What Temba Bavuma and the management would not have accounted for on Sunday was how much one of their strong suites, their potency with the new ball, would come apart at the seams in quite the manner it did at Eden Gardens.

What the Proteas have done throughout this tournament is be very deliberate about leaving the past behind them regardless of the result. 

Marco Jansen may not have much meat on his bones, but he could do with sweating out the remnants of Sunday’s performance — arguably the worst in his 22-match ODI career — in that luxury steam room.

He did concede 92 runs against Sri Lanka in the opening match in Delhi, but that was a batting paradise, where Kusal Mendis just closed his eyes and threw his bat at everything.

In Kolkata, Jansen just kept serving up gifts to the Indian top order, whether wides or half volleys, full tosses and bouncers that didn’t bounce.

Lungi Ngidi, improved in his second spell when his cutters provided more reward, but threatened too rarely.
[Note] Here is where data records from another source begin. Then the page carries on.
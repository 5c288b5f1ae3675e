//! Dashboard composition
//!
//! - **nav**: sections and sidebar state
//! - **cards**: metric cards derived from aggregates
//! - **shell**: selected section → visible panels
//! - **html** / **term**: renderers for the server and the terminal

pub mod cards;
pub mod html;
pub mod nav;
pub mod shell;
pub mod term;

pub use cards::{CardStatus, MetricCard, Trend, ERROR_RATE_WARNING_THRESHOLD};
pub use html::{render_page, PageOptions};
pub use nav::{Navigation, Section, NAV_ITEMS};
pub use shell::{compose, spawn_series_feed, ChartLayout, ChartPanel, DashboardShell, Panel, SectionView, ShellStatus};
pub use term::render_screen;
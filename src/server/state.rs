//! Application State
//!
//! Shared state for all handlers. The poller and the chart view are owned
//! by the binary; handlers only read them (and trigger refreshes).

use std::sync::Arc;
use std::time::Instant;

use crate::chart::LiveSeriesView;
use crate::dashboard::ChartLayout;
use crate::metrics::MetricsPoller;

/// Shared application state for all handlers
#[derive(Clone)]
pub struct AppState {
    /// Source of the latest snapshot
    pub poller: Arc<MetricsPoller>,
    /// Chart state fed from the poller
    pub view: Arc<LiveSeriesView>,
    pub config: Arc<ServerConfig>,
    /// Server start time for uptime tracking
    pub start_time: Instant,
}

impl AppState {
    pub fn new(poller: Arc<MetricsPoller>, view: Arc<LiveSeriesView>, config: ServerConfig) -> Self {
        Self {
            poller,
            view,
            config: Arc::new(config),
            start_time: Instant::now(),
        }
    }

    /// Get server uptime in seconds
    pub fn uptime_seconds(&self) -> u64 {
        self.start_time.elapsed().as_secs()
    }
}

/// HTTP server configuration
#[derive(Debug, Clone)]
pub struct ServerConfig {
    /// Host to bind to
    pub host: String,
    /// Port to listen on
    pub port: u16,
    /// Auto-refresh period of rendered pages in seconds
    pub page_refresh_secs: u64,
    /// Main chart layout
    pub chart: ChartLayout,
}

impl Default for ServerConfig {
    fn default() -> Self {
        Self {
            host: "0.0.0.0".to_string(),
            port: 8090,
            page_refresh_secs: 1,
            chart: ChartLayout::default(),
        }
    }
}

impl ServerConfig {
    /// Create config with custom host and port
    pub fn new(host: impl Into<String>, port: u16) -> Self {
        Self {
            host: host.into(),
            port,
            ..Default::default()
        }
    }

    /// Get the socket address string
    pub fn addr(&self) -> String {
        format!("{}:{}", self.host, self.port)
    }
}
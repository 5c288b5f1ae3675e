//! Navigation state
//!
//! Which section is selected and whether the sidebar is expanded.

use serde::{Deserialize, Serialize};
use std::str::FromStr;

/// A top-level dashboard section
#[derive(Debug, Clone, Copy, PartialEq, Eq, Hash, Serialize, Deserialize, Default)]
#[serde(rename_all = "lowercase")]
pub enum Section {
    #[default]
    Dashboard,
    Charts,
    Stats,
    Alerts,
    History,
    Settings,
}

/// Navigation items in display order
pub const NAV_ITEMS: [Section; 6] = [
    Section::Dashboard,
    Section::Charts,
    Section::Stats,
    Section::Alerts,
    Section::History,
    Section::Settings,
];

impl Section {
    pub fn id(&self) -> &'static str {
        match self {
            Section::Dashboard => "dashboard",
            Section::Charts => "charts",
            Section::Stats => "stats",
            Section::Alerts => "alerts",
            Section::History => "history",
            Section::Settings => "settings",
        }
    }

    pub fn label(&self) -> &'static str {
        match self {
            Section::Dashboard => "Home",
            Section::Charts => "Charts",
            Section::Stats => "Statistics",
            Section::Alerts => "Alerts",
            Section::History => "History",
            Section::Settings => "Settings",
        }
    }

    /// Icon name
    pub fn icon(&self) -> &'static str {
        match self {
            Section::Dashboard => "home",
            Section::Charts => "area-chart",
            Section::Stats => "bar-chart",
            Section::Alerts => "bell",
            Section::History => "history",
            Section::Settings => "settings",
        }
    }

    /// Page path used for routing and analytics, e.g. "/charts"
    pub fn path(&self) -> String {
        format!("/{}", self.id())
    }

    /// Sections without content yet
    pub fn is_placeholder(&self) -> bool {
        matches!(self, Section::Alerts | Section::History | Section::Settings)
    }

    /// Resolve an id; anything unknown falls back to the dashboard
    pub fn from_id(id: &str) -> Self {
        id.parse().unwrap_or_default()
    }

    /// 1-based position in [`NAV_ITEMS`]
    pub fn from_position(position: usize) -> Option<Self> {
        position.checked_sub(1).and_then(|i| NAV_ITEMS.get(i).copied())
    }
}

impl FromStr for Section {
    type Err = String;

    fn from_str(s: &str) -> Result<Self, Self::Err> {
        let id = s.trim().trim_start_matches('/').to_lowercase();
        NAV_ITEMS
            .iter()
            .copied()
            .find(|section| section.id() == id)
            .ok_or_else(|| format!("Unknown section: {}", s))
    }
}

impl std::fmt::Display for Section {
    fn fmt(&self, f: &mut std::fmt::Formatter<'_>) -> std::fmt::Result {
        write!(f, "{}", self.id())
    }
}

/// Sidebar state
#[derive(Debug, Clone, PartialEq, Eq, Serialize)]
pub struct Navigation {
    active: Section,
    expanded: bool,
}

impl Default for Navigation {
    fn default() -> Self {
        Self {
            active: Section::Dashboard,
            expanded: true,
        }
    }
}

impl Navigation {
    pub fn new() -> Self {
        Self::default()
    }

    pub fn active(&self) -> Section {
        self.active
    }

    pub fn is_expanded(&self) -> bool {
        self.expanded
    }

    /// Select a section; returns true when the selection changed
    pub fn select(&mut self, section: Section) -> bool {
        let changed = self.active != section;
        self.active = section;
        changed
    }

    /// Collapse or expand the sidebar
    pub fn toggle(&mut self) -> bool {
        self.expanded = !self.expanded;
        self.expanded
    }
}

#[cfg(test)]
mod tests {
    use super::*;

    #[test]
    fn test_section_ids_round_trip() {
        for section in NAV_ITEMS {
            assert_eq!(section.id().parse::<Section>().unwrap(), section);
        }
        assert_eq!("/charts".parse::<Section>().unwrap(), Section::Charts);
    }

    #[test]
    fn test_unknown_section_falls_back() {
        assert_eq!(Section::from_id("nope"), Section::Dashboard);
        assert_eq!(Section::from_id(""), Section::Dashboard);
        assert!("nope".parse::<Section>().is_err());
    }

    #[test]
    fn test_from_position() {
        assert_eq!(Section::from_position(1), Some(Section::Dashboard));
        assert_eq!(Section::from_position(6), Some(Section::Settings));
        assert_eq!(Section::from_position(0), None);
        assert_eq!(Section::from_position(7), None);
    }

    #[test]
    fn test_placeholders() {
        let placeholders: Vec<_> = NAV_ITEMS.iter().filter(|s| s.is_placeholder()).collect();
        assert_eq!(placeholders.len(), 3);
        assert!(!Section::Stats.is_placeholder());
    }

    #[test]
    fn test_navigation_select_and_toggle() {
        let mut nav = Navigation::new();
        assert_eq!(nav.active(), Section::Dashboard);
        assert!(nav.is_expanded());

        assert!(nav.select(Section::Charts));
        assert!(!nav.select(Section::Charts));
        assert_eq!(nav.active().path(), "/charts");

        assert!(!nav.toggle());
        assert!(nav.toggle());
    }
}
The batters too could do with a relaxing massage, their minds are probably still dotted with Bumrah, Shami and Siraj, darting the ball one way then the other before Jadeja spun them into knots.

What the Proteas have done throughout this tournament is be very deliberate about leaving the past behind them regardless of the result.

After their opening wins against Sri Lanka and Australia, the players were quite clear that those matches would be celebrated that night, but once they had put their heads down to sleep or stepped out of the hotel to head to their next destination, the match they had played was to be forgotten.

“For us the next four days will be the same as we have done with our time throughout the tournament; we will get ready for the next fixture and then into a semifinal,” Rob Walter the coach said.

He emphasised the importance of “recovering mentally and physically and then competing like we have the whole tournament”.

Those kinds of routines are vital at a point in the competition when matches start to matter or doubts may creep in after a big loss.

The Proteas will train at the Narendra Modi Stadium on Wednesday, ahead of Friday’s clash there with Afghanistan, which will be their last in the round-robin phase.

Their minds have already turned to the semifinal, and there is an awareness that to be in good shape for that match, they need a confidence-boosting win on Friday.

Best then to get into a relaxed frame of mind either with a massage, a sauna or “global therapy offerings”.